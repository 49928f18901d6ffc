//! Reference geography and name pools for synthetic buildings and contacts.
//!
//! Coordinates are the district reference points buildings are scattered
//! around; keep them stable so regenerated data lands in the same places.

#[derive(Debug, Clone, Copy, PartialEq)]
pub struct District {
    pub name: &'static str,
    pub lat: f64,
    pub long: f64,
}

#[derive(Debug, Clone, Copy, PartialEq)]
pub struct Governorate {
    pub name: &'static str,
    pub lat: f64,
    pub long: f64,
    pub districts: &'static [District],
}

const fn d(name: &'static str, lat: f64, long: f64) -> District {
    District { name, lat, long }
}

pub static GOVERNORATES: [Governorate; 6] = [
    Governorate {
        name: "Capital",
        lat: 29.334167,
        long: 47.981389,
        districts: &[
            d("Kuwait City", 29.334167, 47.981389),
            d("Sharq", 29.358333, 48.0),
            d("Mirqab", 29.366667, 47.966667),
            d("Dasma", 29.366667, 47.966667),
        ],
    },
    Governorate {
        name: "Hawalli",
        lat: 29.305556,
        long: 48.030833,
        districts: &[
            d("Hawalli", 29.305556, 48.030833),
            d("Salmiya", 29.333333, 48.083333),
            d("Bayyan", 29.316667, 48.033333),
            d("Mishref", 29.266667, 48.083333),
        ],
    },
    Governorate {
        name: "Farwaniya",
        lat: 29.2770,
        long: 47.9333,
        districts: &[
            d("Farwaniya", 29.2770, 47.9333),
            d("Ardiya", 29.316667, 47.933333),
            d("Jleeb", 29.266667, 47.966667),
            d("Khaitan", 29.283333, 47.966667),
        ],
    },
    Governorate {
        name: "Mubarak Al-Kabeer",
        lat: 29.225,
        long: 48.083,
        districts: &[
            d("Adan", 29.216667, 48.083333),
            d("Mubarak Al-Kabeer", 29.225, 48.083),
            d("Qurain", 29.266667, 48.083333),
            d("Sabah Al-Salem", 29.25, 48.083333),
        ],
    },
    Governorate {
        name: "Ahmadi",
        lat: 29.083056,
        long: 48.083056,
        districts: &[
            d("Ahmadi", 29.083056, 48.083056),
            d("Fahaheel", 29.083333, 48.133333),
            d("Mangaf", 29.1, 48.133333),
            d("Abu Halifa", 29.116667, 48.133333),
        ],
    },
    Governorate {
        name: "Jahra",
        lat: 29.336573,
        long: 47.675529,
        districts: &[
            d("Jahra", 29.336573, 47.675529),
            d("Taima", 29.316667, 47.7),
            d("Naeem", 29.3, 47.716667),
            d("Sulaibiya", 29.283333, 47.783333),
        ],
    },
];

pub const FIRST_NAMES: [&str; 16] = [
    "Ahmad", "Fatima", "Yousef", "Maryam", "Khaled", "Noura", "Abdullah", "Sara", "Hamad", "Dana", "Faisal",
    "Reem", "Omar", "Hessa", "Bader", "Lulwa",
];

pub const LAST_NAMES: [&str; 12] = [
    "Al-Sabah",
    "Al-Mutairi",
    "Al-Azmi",
    "Al-Enezi",
    "Al-Ajmi",
    "Al-Rashidi",
    "Al-Shammari",
    "Al-Kandari",
    "Al-Hajri",
    "Al-Otaibi",
    "Al-Fadhli",
    "Al-Dosari",
];

pub const STREETS: [&str; 12] = [
    "Gulf Road",
    "Fahad Al-Salem Street",
    "Abdullah Al-Mubarak Street",
    "Tunis Street",
    "Salem Al-Mubarak Street",
    "Damascus Street",
    "Baghdad Street",
    "Amman Street",
    "Cairo Street",
    "Jamal Abdul Nasser Street",
    "Istiqlal Street",
    "Arabian Gulf Street",
];

pub const EMAIL_DOMAINS: [&str; 4] = ["example.com", "example.net", "example.org", "mail.example.com"];

pub fn governorate(name: &str) -> Option<&'static Governorate> {
    GOVERNORATES.iter().find(|g| g.name == name)
}

pub fn district(governorate_name: &str, district_name: &str) -> Option<&'static District> {
    governorate(governorate_name)?
        .districts
        .iter()
        .find(|d| d.name == district_name)
}
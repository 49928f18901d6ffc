//! Tables and secondary indexes the generator provisions on startup.
//!
//! The CRUD API shares these tables and filters on the indexed fields, so the
//! list has to stay in sync with its queries.

use crate::db::models::tables;
use crate::db::store::{IndexSpec, TableSpec};

pub const TABLES: [TableSpec; 4] = [
    TableSpec {
        name: tables::BUILDINGS,
        primary_key: "building_id",
    },
    TableSpec {
        name: tables::CONTACTS,
        primary_key: "contact_id",
    },
    TableSpec {
        name: tables::SENSORS,
        primary_key: "sensor_id",
    },
    TableSpec {
        name: tables::READINGS,
        primary_key: "reading_id",
    },
];

pub const INDEXES: [IndexSpec; 11] = [
    IndexSpec {
        table: tables::BUILDINGS,
        field: "governorate",
    },
    IndexSpec {
        table: tables::BUILDINGS,
        field: "district",
    },
    IndexSpec {
        table: tables::BUILDINGS,
        field: "type",
    },
    IndexSpec {
        table: tables::CONTACTS,
        field: "building_id",
    },
    IndexSpec {
        table: tables::CONTACTS,
        field: "role",
    },
    IndexSpec {
        table: tables::SENSORS,
        field: "building_id",
    },
    IndexSpec {
        table: tables::SENSORS,
        field: "type",
    },
    IndexSpec {
        table: tables::SENSORS,
        field: "installation_date",
    },
    IndexSpec {
        table: tables::READINGS,
        field: "sensor_id",
    },
    IndexSpec {
        table: tables::READINGS,
        field: "timestamp",
    },
    IndexSpec {
        table: tables::READINGS,
        field: "building_id",
    },
];
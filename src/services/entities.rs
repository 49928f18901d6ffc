//! Synthetic buildings, contacts and sensors.
//!
//! The `generate_*` functions are pure given `now` and an RNG;
//! `seed_entities` persists the three collections, one batch each.

use chrono::{DateTime, Duration, Utc};
use log::{info, warn};
use rand::Rng;
use std::collections::BTreeMap;
use std::sync::LazyLock;
use std::sync::atomic::AtomicBool;
use uuid::Uuid;

use crate::db::models::{
    BUILDING_PREFIX, Building, BuildingType, CONTACT_PREFIX, Contact, ContactRole, Location, MaintenanceStatus,
    SENSOR_PREFIX, Sensor, SensorStatus, SensorType, WorkShift,
};
use crate::db::store::{Record, Store};
use crate::models::regions::{EMAIL_DOMAINS, FIRST_NAMES, GOVERNORATES, LAST_NAMES, STREETS};
use crate::retry::RetryPolicy;
use crate::sampling::WeightedChoice;
use crate::services::ingest::{InsertFailed, insert_with_retry};
use crate::utils::{round_to, serde_enum_name};

pub const DEFAULT_BUILDING_COUNT: usize = 150;

const FIRST_BUILDING_NUMBER: usize = 1000;
/// Max offset from the district reference point, per axis (≈1 km).
pub const LOCATION_JITTER_DEG: f64 = 0.01;
const MAX_BUILDING_AGE_YEARS: u32 = 30;
const MAX_FLOORS: u32 = 20;
const EXTRA_CONTACTS: std::ops::RangeInclusive<usize> = 1..=3;
pub const SENSORS_PER_BUILDING: std::ops::RangeInclusive<usize> = 3..=6;
const WARRANTY_YEARS: std::ops::RangeInclusive<u32> = 1..=4;
const HISTORY_DAYS: i64 = 2 * 365;
const RECENT_MAINTENANCE_DAYS: i64 = 30;

static SENSOR_STATUSES: LazyLock<WeightedChoice<SensorStatus>> = LazyLock::new(|| {
    WeightedChoice::new(vec![
        (SensorStatus::Active, 0.85),
        (SensorStatus::Inactive, 0.05),
        (SensorStatus::Maintenance, 0.04),
        (SensorStatus::Faulty, 0.03),
        (SensorStatus::Offline, 0.03),
    ])
    .expect("sensor status weights are valid")
});

#[derive(Debug, Clone, Default)]
pub struct SeededEntities {
    pub buildings: Vec<Building>,
    pub contacts: Vec<Contact>,
    pub sensors: Vec<Sensor>,
}

fn pick<'a, T, R: Rng + ?Sized>(items: &'a [T], rng: &mut R) -> &'a T {
    &items[rng.random_range(0..items.len())]
}

/// A uniformly random instant within `max_days` before `now`.
fn random_past<R: Rng + ?Sized>(now: DateTime<Utc>, max_days: i64, rng: &mut R) -> DateTime<Utc> {
    now - Duration::seconds(rng.random_range(0..max_days * 86_400))
}

fn person<R: Rng + ?Sized>(rng: &mut R) -> (String, String) {
    let first = *pick(&FIRST_NAMES, rng);
    let last = *pick(&LAST_NAMES, rng);
    let email = format!(
        "{}.{}{}@{}",
        first.to_lowercase(),
        last.to_lowercase().replace('-', ""),
        rng.random_range(1..100),
        pick(&EMAIL_DOMAINS, rng)
    );
    (format!("{} {}", first, last), email)
}

fn phone<R: Rng + ?Sized>(rng: &mut R) -> String {
    format!("+9655{:07}", rng.random_range(0..10_000_000u32))
}

pub fn generate_buildings<R: Rng + ?Sized>(count: usize, now: DateTime<Utc>, rng: &mut R) -> Vec<Building> {
    (0..count)
        .map(|i| {
            let governorate = pick(&GOVERNORATES, rng);
            let district = pick(governorate.districts, rng);
            let lat = district.lat + rng.random_range(-LOCATION_JITTER_DEG..LOCATION_JITTER_DEG);
            let long = district.long + rng.random_range(-LOCATION_JITTER_DEG..LOCATION_JITTER_DEG);

            Building {
                building_id: format!("{}{}", BUILDING_PREFIX, FIRST_BUILDING_NUMBER + i),
                building_type: *pick(&BuildingType::ALL, rng),
                location: Location {
                    lat: round_to(lat, 6),
                    long: round_to(long, 6),
                },
                governorate: governorate.name.to_string(),
                district: district.name.to_string(),
                area: format!("Block {}", rng.random_range(1..=12)),
                street_address: format!("{} {}", rng.random_range(1..=300), pick(&STREETS, rng)),
                age_years: rng.random_range(0..MAX_BUILDING_AGE_YEARS),
                floor_count: rng.random_range(0..MAX_FLOORS).max(1),
                maintenance_status: *pick(&MaintenanceStatus::ALL, rng),
                last_inspection_date: random_past(now, HISTORY_DAYS, rng),
                created_at: now,
            }
        })
        .collect()
}

/// One round-the-clock emergency contact per building, then one to three regular ones.
pub fn generate_contacts<R: Rng + ?Sized>(buildings: &[Building], now: DateTime<Utc>, rng: &mut R) -> Vec<Contact> {
    let mut contacts = Vec::with_capacity(buildings.len() * (1 + EXTRA_CONTACTS.end()));
    for building in buildings {
        let (full_name, email) = person(rng);
        contacts.push(Contact {
            contact_id: format!("{}{}", CONTACT_PREFIX, Uuid::new_v4()),
            building_id: building.building_id.clone(),
            full_name,
            role: ContactRole::Emergency,
            phone: phone(rng),
            email,
            workshift: WorkShift::AroundTheClock,
            is_primary_emergency: true,
            created_at: now,
        });

        for _ in 0..rng.random_range(EXTRA_CONTACTS) {
            let (full_name, email) = person(rng);
            contacts.push(Contact {
                contact_id: format!("{}{}", CONTACT_PREFIX, Uuid::new_v4()),
                building_id: building.building_id.clone(),
                full_name,
                role: *pick(&ContactRole::REGULAR, rng),
                phone: phone(rng),
                email,
                workshift: if rng.random_bool(0.5) {
                    WorkShift::Day
                } else {
                    WorkShift::Night
                },
                is_primary_emergency: false,
                created_at: now,
            });
        }
    }
    contacts
}

pub fn generate_sensors<R: Rng + ?Sized>(buildings: &[Building], now: DateTime<Utc>, rng: &mut R) -> Vec<Sensor> {
    let mut sensors = Vec::with_capacity(buildings.len() * SENSORS_PER_BUILDING.end());
    for building in buildings {
        for _ in 0..rng.random_range(SENSORS_PER_BUILDING) {
            let sensor_type = *pick(&SensorType::ALL, rng);
            let status = *SENSOR_STATUSES.sample(rng);
            let last_maintenance_date =
                (status == SensorStatus::Maintenance).then(|| random_past(now, RECENT_MAINTENANCE_DAYS, rng));
            sensors.push(Sensor {
                sensor_id: format!("{}{}", SENSOR_PREFIX, Uuid::new_v4()),
                building_id: building.building_id.clone(),
                sensor_type,
                unit: sensor_type.unit().to_string(),
                installation_date: random_past(now, HISTORY_DAYS, rng),
                warranty_years: rng.random_range(WARRANTY_YEARS),
                status,
                last_maintenance_date,
                created_at: now,
            });
        }
    }
    sensors
}

/// Insert one collection, warning when some rows already existed.
fn persist<S: Store + ?Sized, T: Record>(
    store: &mut S,
    rows: &[T],
    policy: &RetryPolicy,
    cancel: &AtomicBool,
) -> Result<(), InsertFailed> {
    let inserted = insert_with_retry(store, rows, policy, cancel)?;
    if inserted < rows.len() {
        warn!(
            "Entities: {} of {} {} row(s) already existed and were kept",
            rows.len() - inserted,
            rows.len(),
            T::TABLE
        );
    }
    Ok(())
}

/// Generate and persist a fresh entity set. Each collection is written as a
/// single batch under `insert_policy`.
pub fn seed_entities<S: Store + ?Sized, R: Rng + ?Sized>(
    store: &mut S,
    building_count: usize,
    now: DateTime<Utc>,
    rng: &mut R,
    insert_policy: &RetryPolicy,
    cancel: &AtomicBool,
) -> Result<SeededEntities, InsertFailed> {
    let buildings = generate_buildings(building_count, now, rng);
    persist(store, &buildings, insert_policy, cancel)?;
    info!("Entities: generated {} buildings", buildings.len());

    let contacts = generate_contacts(&buildings, now, rng);
    persist(store, &contacts, insert_policy, cancel)?;
    info!("Entities: generated {} contacts", contacts.len());

    let sensors = generate_sensors(&buildings, now, rng);
    persist(store, &sensors, insert_policy, cancel)?;
    info!(
        "Entities: generated {} sensors (status mix: {})",
        sensors.len(),
        status_mix(&sensors)
    );

    Ok(SeededEntities {
        buildings,
        contacts,
        sensors,
    })
}

fn status_mix(sensors: &[Sensor]) -> String {
    let mut counts: BTreeMap<String, usize> = BTreeMap::new();
    for s in sensors {
        let name = serde_enum_name(&s.status).unwrap_or_else(|| format!("{:?}", s.status));
        *counts.entry(name).or_default() += 1;
    }
    counts
        .iter()
        .map(|(k, v)| format!("{}={}", k, v))
        .collect::<Vec<_>>()
        .join(", ")
}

### Task goal
Begin with the line that has "row(s) already existed" in the listing above and end after the line that has "for s in sensors"; output those lines exactly.

### Solution to this exercise
            "Entities: {} of {} {} row(s) already existed and were kept",
            rows.len() - inserted,
            rows.len(),
            T::TABLE
        );
    }
    Ok(())
}

/// Generate and persist a fresh entity set. Each collection is written as a
/// single batch under `insert_policy`.
pub fn seed_entities<S: Store + ?Sized, R: Rng + ?Sized>(
    store: &mut S,
    building_count: usize,
    now: DateTime<Utc>,
    rng: &mut R,
    insert_policy: &RetryPolicy,
    cancel: &AtomicBool,
) -> Result<SeededEntities, InsertFailed> {
    let buildings = generate_buildings(building_count, now, rng);
    persist(store, &buildings, insert_policy, cancel)?;
    info!("Entities: generated {} buildings", buildings.len());

    let contacts = generate_contacts(&buildings, now, rng);
    persist(store, &contacts, insert_policy, cancel)?;
    info!("Entities: generated {} contacts", contacts.len());

    let sensors = generate_sensors(&buildings, now, rng);
    persist(store, &sensors, insert_policy, cancel)?;
    info!(
        "Entities: generated {} sensors (status mix: {})",
        sensors.len(),
        status_mix(&sensors)
    );

    Ok(SeededEntities {
        buildings,
        contacts,
        sensors,
    })
}

fn status_mix(sensors: &[Sensor]) -> String {
    let mut counts: BTreeMap<String, usize> = BTreeMap::new();
    for s in sensors {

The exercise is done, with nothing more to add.